We then get to the brainstem which is more primitive still. There we find collections of neurons which are responsible for some basic motor functions. For example the red nucleus provides tone to anti-gravity muscles, so we can stand without unnecessarily taxing cortical motor control. Automatic actions like breathing also originate and are regulated in the brainstem.

Below the brain there are still more primitive and basic circuits involved in motor control. There are a number of reflexes that are modulated entirely between the muscles and the spinal cord, and never reach up to the brain. Deep tendon reflexes are such an example of a spinal cord reflex. There is also something called central pattern generators. These are collections of neurons in a basic circuit that generate some alternating pattern of activity. There are probably among the most primitive circuits to have evolved. Their function is to modulate the pattern of muscles that contract as part of a conscious action, such as the alternating movement of muscles when walking.

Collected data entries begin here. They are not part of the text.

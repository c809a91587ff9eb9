//! Counters for the in-memory store.

use std::sync::atomic::{AtomicU64, Ordering};

/// Atomic operation counters, safe to update from any thread.
#[derive(Debug, Default)]
pub struct CacheStats {
    hits: AtomicU64,
    misses: AtomicU64,
    writes: AtomicU64,
    /// Entries dropped because their expiration passed.
    expirations: AtomicU64,
}

impl CacheStats {
    pub fn new() -> Self {
        Self::default()
    }

    pub fn record_hit(&self) {
        self.hits.fetch_add(1, Ordering::Relaxed);
    }

    pub fn record_miss(&self) {
        self.misses.fetch_add(1, Ordering::Relaxed);
    }

    pub fn record_write(&self) {
        self.writes.fetch_add(1, Ordering::Relaxed);
    }

    pub fn record_expirations(&self, count: u64) {
        self.expirations.fetch_add(count, Ordering::Relaxed);
    }

    /// Hit rate as a percentage (0.0 to 100.0); 0.0 before any lookup.
    pub fn hit_rate(&self) -> f64 {
        let hits = self.hits.load(Ordering::Relaxed);
        let total = hits + self.misses.load(Ordering::Relaxed);
        if total == 0 {
            0.0
        } else {
            (hits as f64 / total as f64) * 100.0
        }
    }

    pub fn snapshot(&self) -> StatsSnapshot {
        StatsSnapshot {
            hits: self.hits.load(Ordering::Relaxed),
            misses: self.misses.load(Ordering::Relaxed),
            writes: self.writes.load(Ordering::Relaxed),
            expirations: self.expirations.load(Ordering::Relaxed),
            hit_rate: self.hit_rate(),
        }
    }
}

/// A point-in-time copy of [`CacheStats`].
#[derive(Debug, Clone, PartialEq)]
pub struct StatsSnapshot {
    pub hits: u64,
    pub misses: u64,
    pub writes: u64,
    pub expirations: u64,
    pub hit_rate: f64,
}
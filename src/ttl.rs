//! Time-to-live intents handed to a cache provider.

use std::time::Duration;

/// How long an entry should live.
///
/// `Unbounded` is its own variant rather than `Duration::MAX`, so it can never
/// leak into clock arithmetic.
#[derive(Debug, Clone, Copy, PartialEq, Eq, Hash)]
pub enum Lifetime {
    /// A concrete, non-negative span.
    Finite(Duration),
    /// Never expire based on time.
    Unbounded,
}

/// A logical expiration intent: a lifetime plus whether reads extend it.
///
/// ```
/// use memory_cache_provider::Ttl;
/// use std::time::Duration;
///
/// let absolute = Ttl::new(Duration::from_secs(300));
/// assert!(!absolute.is_sliding());
///
/// let sliding = Ttl::sliding(Duration::from_secs(60));
/// assert!(sliding.is_sliding());
///
/// assert!(Ttl::unbounded().is_unbounded());
/// ```
#[derive(Debug, Clone, Copy, PartialEq, Eq, Hash)]
pub struct Ttl {
    lifetime: Lifetime,
    sliding: bool,
}

impl Ttl {
    /// An absolute TTL: the entry expires `duration` after it is written.
    pub const fn new(duration: Duration) -> Self {
        Self {
            lifetime: Lifetime::Finite(duration),
            sliding: false,
        }
    }

    /// A sliding TTL: the countdown restarts on every successful read.
    pub const fn sliding(duration: Duration) -> Self {
        Self {
            lifetime: Lifetime::Finite(duration),
            sliding: true,
        }
    }

    /// An absolute TTL that never expires.
    pub const fn unbounded() -> Self {
        Self {
            lifetime: Lifetime::Unbounded,
            sliding: false,
        }
    }

    /// A sliding TTL with the longest span the clock can express.
    pub const fn unbounded_sliding() -> Self {
        Self {
            lifetime: Lifetime::Unbounded,
            sliding: true,
        }
    }

    /// Switch between sliding and absolute semantics.
    pub const fn with_sliding(mut self, sliding: bool) -> Self {
        self.sliding = sliding;
        self
    }

    /// The requested lifetime.
    pub const fn lifetime(&self) -> Lifetime {
        self.lifetime
    }

    /// Whether reads restart the countdown.
    pub const fn is_sliding(&self) -> bool {
        self.sliding
    }

    /// Whether the lifetime is [`Lifetime::Unbounded`].
    pub const fn is_unbounded(&self) -> bool {
        matches!(self.lifetime, Lifetime::Unbounded)
    }
}

impl From<Duration> for Ttl {
    fn from(duration: Duration) -> Self {
        Ttl::new(duration)
    }
}
//! Cache provider interfaces and the in-memory adapter.
//!
//! A resilience policy talks to its cache only through
//! [`SyncCacheProvider`] and [`AsyncCacheProvider`]. [`MemoryCacheProvider`]
//! implements both on top of any [`CacheStore`], turning each [`Ttl`] into an
//! [`Expiration`] with [`resolve`].
//!
//! # Async contract
//!
//! The backing store lives in process, so there is nothing to wait on. The
//! async methods do their work during the call and return an already-completed
//! future. They never spawn a task or a thread.

use futures::future::{self, BoxFuture, FutureExt};
use std::fmt;
use std::sync::Arc;
use tokio_util::sync::CancellationToken;
use tracing::{debug, trace};

use crate::cache::MemoryCache;
use crate::clock::{Clock, SystemClock};
use crate::error::{CacheError, CacheResult};
use crate::expiration::{resolve, Expiration};
use crate::store::CacheStore;
use crate::ttl::Ttl;

/// Blocking access to a cache.
pub trait SyncCacheProvider<V> {
    /// Look up `key`. A miss is `Ok(None)`.
    fn get(&self, key: &str) -> CacheResult<Option<V>>;

    /// Store `value` under `key` for `ttl`, replacing any existing entry.
    fn put(&self, key: &str, value: V, ttl: Ttl) -> CacheResult<()>;
}

/// Future-returning access to a cache.
///
/// Implementations must fail with [`CacheError::Cancelled`] when
/// `cancellation` is already triggered at call time.
pub trait AsyncCacheProvider<V: Send> {
    fn get_async<'a>(
        &'a self,
        key: &'a str,
        cancellation: &'a CancellationToken,
    ) -> BoxFuture<'a, CacheResult<Option<V>>>;

    fn put_async<'a>(
        &'a self,
        key: &'a str,
        value: V,
        ttl: Ttl,
        cancellation: &'a CancellationToken,
    ) -> BoxFuture<'a, CacheResult<()>>;
}

/// Adapts an in-process [`CacheStore`] to the provider interfaces.
///
/// # Example
/// ```
/// use memory_cache_provider::{MemoryCache, MemoryCacheProvider, SyncCacheProvider, Ttl};
/// use std::time::Duration;
///
/// let store: MemoryCache<i32> = MemoryCache::default();
/// let provider = MemoryCacheProvider::new(store);
///
/// provider.put("k", 42, Ttl::new(Duration::from_secs(10))).unwrap();
/// assert_eq!(provider.get("k").unwrap(), Some(42));
/// assert_eq!(provider.get("other").unwrap(), None);
/// ```
pub struct MemoryCacheProvider<S> {
    store: S,
    clock: Arc<dyn Clock>,
}

impl<S> MemoryCacheProvider<S> {
    /// Wrap `store`, reading time from the system clock.
    ///
    /// Absolute deadlines are computed on the provider's clock and checked on
    /// the store's, so a store running on another clock should go through
    /// [`ProviderBuilder::clock`] or `From<MemoryCache<V>>` instead.
    pub fn new(store: S) -> Self {
        Self {
            store,
            clock: Arc::new(SystemClock),
        }
    }

    /// Start a [`ProviderBuilder`].
    pub fn builder() -> ProviderBuilder<S> {
        ProviderBuilder::default()
    }

    /// The wrapped store.
    pub fn store(&self) -> &S {
        &self.store
    }

    /// The expiration a put of `ttl` would write right now.
    pub fn expiration_for(&self, ttl: &Ttl) -> Expiration {
        resolve(ttl, self.clock.now())
    }
}

/// Wraps a [`MemoryCache`], resolving TTLs on the store's own clock.
impl<V> From<MemoryCache<V>> for MemoryCacheProvider<MemoryCache<V>>
where
    V: Clone + Send + Sync + 'static,
{
    fn from(store: MemoryCache<V>) -> Self {
        let clock = store.clock();
        Self { store, clock }
    }
}

impl<S: fmt::Debug> fmt::Debug for MemoryCacheProvider<S> {
    fn fmt(&self, f: &mut fmt::Formatter<'_>) -> fmt::Result {
        f.debug_struct("MemoryCacheProvider")
            .field("store", &self.store)
            .field("clock", &self.clock)
            .finish()
    }
}

impl<V, S> SyncCacheProvider<V> for MemoryCacheProvider<S>
where
    S: CacheStore<V>,
{
    fn get(&self, key: &str) -> CacheResult<Option<V>> {
        self.store.try_get(key)
    }

    fn put(&self, key: &str, value: V, ttl: Ttl) -> CacheResult<()> {
        let expiration = self.expiration_for(&ttl);
        trace!(key, ?ttl, ?expiration, "writing cache entry");
        self.store.set(key, value, expiration)
    }
}

impl<V, S> AsyncCacheProvider<V> for MemoryCacheProvider<S>
where
    V: Send + 'static,
    S: CacheStore<V>,
{
    fn get_async<'a>(
        &'a self,
        key: &'a str,
        cancellation: &'a CancellationToken,
    ) -> BoxFuture<'a, CacheResult<Option<V>>> {
        let result = ensure_not_cancelled(key, cancellation)
            .and_then(|()| SyncCacheProvider::<V>::get(self, key));
        future::ready(result).boxed()
    }

    fn put_async<'a>(
        &'a self,
        key: &'a str,
        value: V,
        ttl: Ttl,
        cancellation: &'a CancellationToken,
    ) -> BoxFuture<'a, CacheResult<()>> {
        let result = ensure_not_cancelled(key, cancellation)
            .and_then(|()| SyncCacheProvider::<V>::put(self, key, value, ttl));
        future::ready(result).boxed()
    }
}

fn ensure_not_cancelled(key: &str, cancellation: &CancellationToken) -> CacheResult<()> {
    if cancellation.is_cancelled() {
        debug!(key, "cache call rejected: cancellation already requested");
        return Err(CacheError::Cancelled);
    }
    Ok(())
}

/// Builder for [`MemoryCacheProvider`].
///
/// `build` fails with [`CacheError::MissingDependency`] when no store was
/// supplied.
///
/// ```
/// use memory_cache_provider::{CacheError, MemoryCache, MemoryCacheProvider};
///
/// let missing = MemoryCacheProvider::<MemoryCache<u8>>::builder().build();
/// assert!(matches!(missing, Err(CacheError::MissingDependency("store"))));
///
/// let provider = MemoryCacheProvider::builder()
///     .store(MemoryCache::<u8>::default())
///     .build();
/// assert!(provider.is_ok());
/// ```
pub struct ProviderBuilder<S> {
    store: Option<S>,
    clock: Option<Arc<dyn Clock>>,
}

impl<S> Default for ProviderBuilder<S> {
    fn default() -> Self {
        Self {
            store: None,
            clock: None,
        }
    }
}

impl<S> ProviderBuilder<S> {
    /// The store to adapt. Required.
    pub fn store(mut self, store: S) -> Self {
        self.store = Some(store);
        self
    }

    /// Clock used to resolve TTLs. Defaults to [`SystemClock`].
    pub fn clock(mut self, clock: Arc<dyn Clock>) -> Self {
        self.clock = Some(clock);
        self
    }

    /// Finish, failing with [`CacheError::MissingDependency`] without a store.
    pub fn build(self) -> CacheResult<MemoryCacheProvider<S>> {
        let store = self.store.ok_or(CacheError::MissingDependency("store"))?;
        Ok(MemoryCacheProvider {
            store,
            clock: self.clock.unwrap_or_else(|| Arc::new(SystemClock)),
        })
    }
}
//! The clock domain expirations are computed in.
//!
//! Instants are UTC wall-clock timestamps bounded above by [`MAX_INSTANT`].
//! Both the provider and the reference store read time through [`Clock`] so
//! tests can drive expiry without sleeping.

use chrono::{DateTime, TimeDelta, Utc};
use std::fmt;
use std::sync::{Arc, Mutex, PoisonError};
use std::time::Duration;

/// The latest instant the clock can represent.
pub const MAX_INSTANT: DateTime<Utc> = DateTime::<Utc>::MAX_UTC;

/// A source of the current instant.
pub trait Clock: Send + Sync + fmt::Debug {
    fn now(&self) -> DateTime<Utc>;
}

/// The system wall clock, in UTC.
#[derive(Debug, Clone, Copy, Default)]
pub struct SystemClock;

impl Clock for SystemClock {
    fn now(&self) -> DateTime<Utc> {
        Utc::now()
    }
}

/// A clock that only moves when told to.
///
/// Clones share the same instant, so one handle can be given to a store and
/// provider while the test keeps another to advance time.
///
/// ```
/// use chrono::{TimeZone, Utc};
/// use memory_cache_provider::{Clock, ManualClock};
/// use std::time::Duration;
///
/// let start = Utc.with_ymd_and_hms(2024, 1, 1, 0, 0, 0).unwrap();
/// let clock = ManualClock::new(start);
/// clock.advance(Duration::from_secs(5));
/// assert_eq!((clock.now() - start).num_seconds(), 5);
/// ```
#[derive(Debug, Clone)]
pub struct ManualClock {
    now: Arc<Mutex<DateTime<Utc>>>,
}

impl ManualClock {
    pub fn new(start: DateTime<Utc>) -> Self {
        Self {
            now: Arc::new(Mutex::new(start)),
        }
    }

    /// Move the clock forward, saturating at [`MAX_INSTANT`].
    pub fn advance(&self, by: Duration) {
        let mut now = self.now.lock().unwrap_or_else(PoisonError::into_inner);
        let delta = TimeDelta::from_std(by).unwrap_or(TimeDelta::MAX);
        *now = now.checked_add_signed(delta).unwrap_or(MAX_INSTANT);
    }

    /// Jump to an arbitrary instant.
    pub fn set(&self, instant: DateTime<Utc>) {
        *self.now.lock().unwrap_or_else(PoisonError::into_inner) = instant;
    }
}

impl Default for ManualClock {
    fn default() -> Self {
        Self::new(Utc::now())
    }
}

impl Clock for ManualClock {
    fn now(&self) -> DateTime<Utc> {
        *self.now.lock().unwrap_or_else(PoisonError::into_inner)
    }
}
//! Resolving a [`Ttl`] into a concrete instruction for the store.
//!
//! The store's clock is bounded by [`MAX_INSTANT`], so every resolved span or
//! instant is clamped to the time remaining before that bound. Clamping with
//! `min(duration, MAX_INSTANT - now)` handles bounded and unbounded intents
//! with one rule and keeps `now + duration` from overflowing.

use chrono::{DateTime, TimeDelta, Utc};
use std::time::Duration;

use crate::clock::MAX_INSTANT;
use crate::ttl::{Lifetime, Ttl};

/// Expiration instruction handed to a [`CacheStore`](crate::CacheStore).
#[derive(Debug, Clone, Copy, PartialEq, Eq, Hash)]
pub enum Expiration {
    /// Expire this long after the most recent successful read (or the write).
    Sliding(Duration),
    /// Expire at this instant regardless of reads.
    /// `Absolute(MAX_INSTANT)` means the entry does not expire on time.
    Absolute(DateTime<Utc>),
}

impl Expiration {
    /// An absolute expiration that never fires.
    pub const NEVER: Expiration = Expiration::Absolute(MAX_INSTANT);

    pub fn is_sliding(&self) -> bool {
        matches!(self, Expiration::Sliding(_))
    }

    /// The instant after which an entry last touched at `last_accessed` is
    /// expired. Saturates at [`MAX_INSTANT`].
    pub fn deadline(&self, last_accessed: DateTime<Utc>) -> DateTime<Utc> {
        match *self {
            Expiration::Absolute(at) => at,
            Expiration::Sliding(span) => add_clamped(last_accessed, span),
        }
    }
}

/// Resolve `ttl` against `now`.
///
/// ```
/// use chrono::{TimeZone, Utc};
/// use memory_cache_provider::{resolve, Expiration, Ttl, MAX_INSTANT};
/// use std::time::Duration;
///
/// let now = Utc.with_ymd_and_hms(2024, 1, 1, 0, 0, 0).unwrap();
///
/// let sliding = resolve(&Ttl::sliding(Duration::from_secs(30)), now);
/// assert_eq!(sliding, Expiration::Sliding(Duration::from_secs(30)));
///
/// let forever = resolve(&Ttl::unbounded(), now);
/// assert_eq!(forever, Expiration::Absolute(MAX_INSTANT));
/// ```
pub fn resolve(ttl: &Ttl, now: DateTime<Utc>) -> Expiration {
    let remaining = remaining_until_max(now);

    match (ttl.lifetime(), ttl.is_sliding()) {
        (Lifetime::Finite(duration), true) => Expiration::Sliding(duration.min(remaining)),
        (Lifetime::Unbounded, true) => Expiration::Sliding(remaining),
        (Lifetime::Unbounded, false) => Expiration::Absolute(MAX_INSTANT),
        (Lifetime::Finite(duration), false) => {
            Expiration::Absolute(add_clamped(now, duration.min(remaining)))
        }
    }
}

/// `MAX_INSTANT - now`, or zero once `now` has reached the bound.
fn remaining_until_max(now: DateTime<Utc>) -> Duration {
    MAX_INSTANT
        .signed_duration_since(now)
        .to_std()
        .unwrap_or(Duration::ZERO)
}

fn add_clamped(at: DateTime<Utc>, span: Duration) -> DateTime<Utc> {
    TimeDelta::from_std(span)
        .ok()
        .and_then(|delta| at.checked_add_signed(delta))
        .unwrap_or(MAX_INSTANT)
}
//! The in-memory store handed to a provider.
//!
//! [`MemoryCache`] is a cheap, cloneable handle around the internal storage.
//! It implements [`CacheStore`] so a
//! [`MemoryCacheProvider`](crate::MemoryCacheProvider) can write resolved
//! expirations into it.

use bytes::Bytes;
use std::sync::Arc;

use crate::clock::{Clock, SystemClock};
use crate::config::CacheConfig;
use crate::error::CacheResult;
use crate::expiration::Expiration;
use crate::stats::StatsSnapshot;
use crate::storage::Db;
use crate::store::CacheStore;

/// A thread-safe, in-memory store with per-entry sliding or absolute expiry.
///
/// Clones point at the same data. Values default to [`Bytes`], but any
/// `Clone` type can be stored.
///
/// # Example
/// ```
/// use memory_cache_provider::{CacheConfig, Expiration, MemoryCache};
/// use std::time::Duration;
///
/// let cache: MemoryCache<String> = MemoryCache::new(CacheConfig::default());
///
/// cache.set("user:123", "Alice".to_string(), Expiration::NEVER).unwrap();
/// assert_eq!(cache.get("user:123").unwrap().as_deref(), Some("Alice"));
///
/// cache
///     .set("session:abc", "data".to_string(), Expiration::Sliding(Duration::from_secs(60)))
///     .unwrap();
/// assert!(cache.contains("session:abc").unwrap());
/// ```
#[derive(Debug)]
pub struct MemoryCache<V = Bytes> {
    db: Arc<Db<V>>,
}

impl<V> Clone for MemoryCache<V> {
    fn clone(&self) -> Self {
        Self {
            db: Arc::clone(&self.db),
        }
    }
}

impl<V> MemoryCache<V>
where
    V: Clone + Send + Sync + 'static,
{
    /// Create a store reading time from the system clock.
    ///
    /// If the configuration enables background cleanup and this is called
    /// inside a tokio runtime, a sweep task is spawned on that runtime.
    pub fn new(config: CacheConfig) -> Self {
        Self::with_clock(config, Arc::new(SystemClock))
    }

    /// Create a store reading time from `clock`.
    pub fn with_clock(config: CacheConfig, clock: Arc<dyn Clock>) -> Self {
        let db = Arc::new(Db::new(config, clock));
        db.start_cleanup();
        Self { db }
    }

    /// The clock this store checks deadlines against.
    pub fn clock(&self) -> Arc<dyn Clock> {
        Arc::clone(self.db.clock())
    }

    /// Get a live value. Reading a sliding entry restarts its countdown.
    pub fn get(&self, key: &str) -> CacheResult<Option<V>> {
        self.db.get(key)
    }

    /// Store `value` under `key`, replacing any existing entry.
    pub fn set(&self, key: &str, value: V, expiration: Expiration) -> CacheResult<()> {
        self.db.set(key, value, expiration)
    }

    /// Delete a key. Returns `true` if the key existed.
    pub fn remove(&self, key: &str) -> CacheResult<bool> {
        self.db.remove(key)
    }

    /// Check whether a live entry exists. Does not refresh sliding entries.
    pub fn contains(&self, key: &str) -> CacheResult<bool> {
        self.db.contains(key)
    }

    /// Number of stored entries.
    ///
    /// This may include expired entries that have not been reclaimed yet.
    pub fn len(&self) -> CacheResult<usize> {
        self.db.len()
    }

    pub fn is_empty(&self) -> CacheResult<bool> {
        Ok(self.db.len()? == 0)
    }

    /// Keys in the order they were first written.
    pub fn keys(&self) -> CacheResult<Vec<String>> {
        self.db.keys()
    }

    pub fn clear(&self) -> CacheResult<()> {
        self.db.clear()
    }

    /// Remove expired entries now. Returns how many were removed.
    pub fn cleanup_expired(&self) -> CacheResult<usize> {
        self.db.cleanup_expired()
    }

    pub fn stats(&self) -> StatsSnapshot {
        self.db.stats().snapshot()
    }
}

impl<V> Default for MemoryCache<V>
where
    V: Clone + Send + Sync + 'static,
{
    fn default() -> Self {
        Self::new(CacheConfig::default())
    }
}

impl<V> CacheStore<V> for MemoryCache<V>
where
    V: Clone + Send + Sync + 'static,
{
    fn try_get(&self, key: &str) -> CacheResult<Option<V>> {
        self.get(key)
    }

    fn set(&self, key: &str, value: V, expiration: Expiration) -> CacheResult<()> {
        MemoryCache::set(self, key, value, expiration)
    }
}
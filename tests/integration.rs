//! Integration tests for the cache provider.

use bytes::Bytes;
use memory_cache_provider::{
    AsyncCacheProvider, CacheConfig, CacheError, ManualClock, MemoryCache, MemoryCacheProvider,
    SyncCacheProvider, Ttl,
};
use std::fmt::Debug;
use std::sync::Arc;
use std::thread;
use std::time::Duration;
use tokio_util::sync::CancellationToken;

const OPERATION_KEY: &str = "SomeOperationKey";

fn provider<V>() -> MemoryCacheProvider<MemoryCache<V>>
where
    V: Clone + Send + Sync + 'static,
{
    MemoryCacheProvider::new(MemoryCache::default())
}

#[test]
fn test_round_trip_then_expiry_with_manual_clock() {
    let clock = ManualClock::default();
    let store = MemoryCache::<i32>::with_clock(CacheConfig::default(), Arc::new(clock.clone()));
    let provider = MemoryCacheProvider::builder()
        .store(store)
        .clock(Arc::new(clock.clone()))
        .build()
        .unwrap();

    provider.put("k", 42, Ttl::new(Duration::from_secs(10))).unwrap();
    assert_eq!(provider.get("k").unwrap(), Some(42));

    clock.advance(Duration::from_secs(11));
    assert_eq!(provider.get("k").unwrap(), None);
}

#[test]
fn test_nonsliding_ttl_expires_in_real_time() {
    let provider = provider::<String>();
    let shim = Duration::from_millis(100);

    provider.put("expiring", "value".to_string(), Ttl::new(shim)).unwrap();
    assert!(provider.get("expiring").unwrap().is_some());

    thread::sleep(shim * 2);
    assert!(provider.get("expiring").unwrap().is_none());
}

#[test]
fn test_minimal_ttl_expires() {
    let provider = provider::<String>();

    provider
        .put("anything", "value".to_string(), Ttl::new(Duration::from_millis(1)))
        .unwrap();
    provider
        .put("sliding", "value".to_string(), Ttl::sliding(Duration::from_millis(1)))
        .unwrap();

    thread::sleep(Duration::from_millis(10));
    assert!(provider.get("anything").unwrap().is_none());
    assert!(provider.get("sliding").unwrap().is_none());
}

#[test]
fn test_sliding_ttl_survives_repeated_access_in_real_time() {
    let provider = provider::<String>();
    let shim = Duration::from_millis(100);

    // Lives for 3x shim without access; read every shim for 8x shim.
    provider
        .put("sliding", "value".to_string(), Ttl::sliding(shim * 3))
        .unwrap();

    for i in 0..8 {
        assert_eq!(
            provider.get("sliding").unwrap().as_deref(),
            Some("value"),
            "at iteration {i}"
        );
        thread::sleep(shim);
    }
}

#[test]
fn test_max_value_ttls_round_trip() {
    let provider = provider::<String>();

    provider
        .put("absolute", "a".to_string(), Ttl::new(Duration::MAX))
        .unwrap();
    provider
        .put("sliding", "s".to_string(), Ttl::sliding(Duration::MAX))
        .unwrap();
    provider.put("unbounded", "u".to_string(), Ttl::unbounded()).unwrap();

    assert_eq!(provider.get("absolute").unwrap().as_deref(), Some("a"));
    assert_eq!(provider.get("sliding").unwrap().as_deref(), Some("s"));
    assert_eq!(provider.get("unbounded").unwrap().as_deref(), Some("u"));
}

#[test]
fn test_construction() {
    let missing = MemoryCacheProvider::<MemoryCache<String>>::builder().build();
    assert!(matches!(missing, Err(CacheError::MissingDependency(_))));

    let built = MemoryCacheProvider::builder()
        .store(MemoryCache::<String>::default())
        .build();
    assert!(built.is_ok());
}

fn assert_sync_round_trip<V>(value: V)
where
    V: Clone + PartialEq + Debug + Send + Sync + 'static,
{
    let provider = provider::<V>();

    assert_eq!(provider.get(OPERATION_KEY).unwrap(), None);

    provider
        .put(OPERATION_KEY, value.clone(), Ttl::new(Duration::from_secs(3600)))
        .unwrap();
    assert_eq!(provider.get(OPERATION_KEY).unwrap(), Some(value));
}

async fn assert_async_round_trip<V>(value: V)
where
    V: Clone + PartialEq + Debug + Send + Sync + 'static,
{
    let provider = provider::<V>();
    let token = CancellationToken::new();

    assert_eq!(provider.get_async(OPERATION_KEY, &token).await.unwrap(), None);

    provider
        .put_async(
            OPERATION_KEY,
            value.clone(),
            Ttl::new(Duration::from_secs(3600)),
            &token,
        )
        .await
        .unwrap();
    assert_eq!(
        provider.get_async(OPERATION_KEY, &token).await.unwrap(),
        Some(value)
    );
}

#[derive(Debug, Clone, PartialEq, Default)]
struct SampleClass {
    string_property: String,
    int_property: i32,
}

#[derive(Debug, Clone, Copy, PartialEq)]
enum SampleEnum {
    FirstValue,
    SecondValue,
}

#[test]
fn test_sync_round_trip_of_value_kinds() {
    assert_sync_round_trip(SampleClass::default());
    assert_sync_round_trip(SampleClass {
        string_property: "<html></html>".to_string(),
        int_property: 1,
    });
    assert_sync_round_trip::<Option<SampleClass>>(None);

    for s in ["some string", "", "null"] {
        assert_sync_round_trip(s.to_string());
    }
    assert_sync_round_trip::<Option<String>>(None);

    for n in [-1, 0, 1] {
        assert_sync_round_trip(n);
    }
    for e in [SampleEnum::FirstValue, SampleEnum::SecondValue] {
        assert_sync_round_trip(e);
    }
    for b in [true, false] {
        assert_sync_round_trip(b);
    }
    for b in [Some(true), Some(false), None] {
        assert_sync_round_trip(b);
    }
}

#[tokio::test]
async fn test_async_round_trip_of_value_kinds() {
    assert_async_round_trip(SampleClass {
        string_property: "<html></html>".to_string(),
        int_property: 1,
    })
    .await;
    assert_async_round_trip::<Option<SampleClass>>(None).await;
    assert_async_round_trip(String::new()).await;
    assert_async_round_trip(-1).await;
    assert_async_round_trip(SampleEnum::SecondValue).await;
    assert_async_round_trip(false).await;
    assert_async_round_trip::<Option<bool>>(None).await;
}

#[tokio::test]
async fn test_cancelled_calls_do_not_touch_store() {
    let store: MemoryCache<u32> = MemoryCache::default();
    let provider = MemoryCacheProvider::new(store.clone());
    let token = CancellationToken::new();
    token.cancel();

    let put = provider.put_async("k", 1, Ttl::unbounded(), &token).await;
    assert!(matches!(put, Err(CacheError::Cancelled)));
    let get = provider.get_async("k", &token).await;
    assert!(matches!(get, Err(CacheError::Cancelled)));

    assert!(store.is_empty().unwrap());
    let stats = store.stats();
    assert_eq!(stats.writes, 0);
    assert_eq!(stats.hits + stats.misses, 0);
}

#[test]
fn test_concurrent_providers_share_store() {
    let store: MemoryCache<String> = MemoryCache::default();

    let handles: Vec<_> = (0..8)
        .map(|t| {
            let provider = MemoryCacheProvider::new(store.clone());
            thread::spawn(move || {
                for i in 0..500 {
                    let key = format!("thread_{}_key_{}", t, i);
                    provider
                        .put(&key, format!("value_{}", i), Ttl::sliding(Duration::from_secs(60)))
                        .unwrap();
                    assert!(provider.get(&key).unwrap().is_some());
                }
            })
        })
        .collect();

    for handle in handles {
        handle.join().expect("Thread panicked");
    }

    assert_eq!(store.len().unwrap(), 4000);
}

#[test]
fn test_binary_values() {
    let provider = MemoryCacheProvider::new(MemoryCache::<Bytes>::default());

    let binary_data: Vec<u8> = vec![0, 1, 2, 255, 254, 253];
    provider
        .put("binary", Bytes::from(binary_data.clone()), Ttl::unbounded())
        .unwrap();

    let retrieved = provider.get("binary").unwrap();
    assert_eq!(&retrieved.unwrap()[..], &binary_data[..]);
}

Understanding the nervous system in general and motor control specifically as a function of processing and reflexes that occur at different hierarchical levels has greatly advanced not only our understanding of neurology but also has given us a model for robotics. Some early attempts to program a robot to walk, for example, took a top down approach – creating a single piece of software that would perform all the complex processing necessary to control robotic limbs to generate the desired action, like walking. However, over the years roboticists have turned to more of a hierarchical approach – creating simple algorithms to provide elements of function. The idea is that a circuit should not be any more complicated than it has to be to perform one specific function, which can then be incorporated into higher levels of control, just like the vertebrate nervous system.

Recently engineers have exploited the principle of the central pattern generators to help robotic legs walk in a more human-like fashion. It is an excellent example of copying this principle of hierarchical control. The BBC reports:

Dr Theresa Klein, who worked on the study, said: “Interestingly, we were able to produce a walking gait, without balance, which mimicked human walking with only a simple half-centre controlling the hips and a set of reflex responses controlling the lower limb.

Their robot legs did not just mimic a human looking gait, but recreated the “underlying human control mechanisms” controlling gait. This is just one incremental advance, but I do think it shows the promise of this approach. Simple circuits have been tweaked by millions of years of evolution, so understanding and copying them is bound to be useful.

The utility of this technology also goes both ways, as I have discussed with other research involving robotics and neuroscience. First, it will help us build better robots (or artificial intelligence) by modeling biological circuits. Second, doing that modeling and testing it in computer or robotic systems will help us understand the neurological systems. The practical applications of this kind of collaboration among robotics, AI research, and neuroscience are potentially huge. It might result in the development of devices (prosthetic, orthotic, or brain-machine-brain interface – think the bionic man) to replace, fix, or enhance motor control. Imagine a robotic exoskeleton on the legs of a paraplegic with a spinal cord injury able to provide sensory feedback and with all the primitive reflexes to mimic natural leg function. Or imagine someone with severe ataxia (poor balance) so that they cannot walk who is essentially cured by a neuroprosthesis that takes over balance processing.

And of course if we ever want to have humanoid robots walking around (for whatever reason) this research is essential.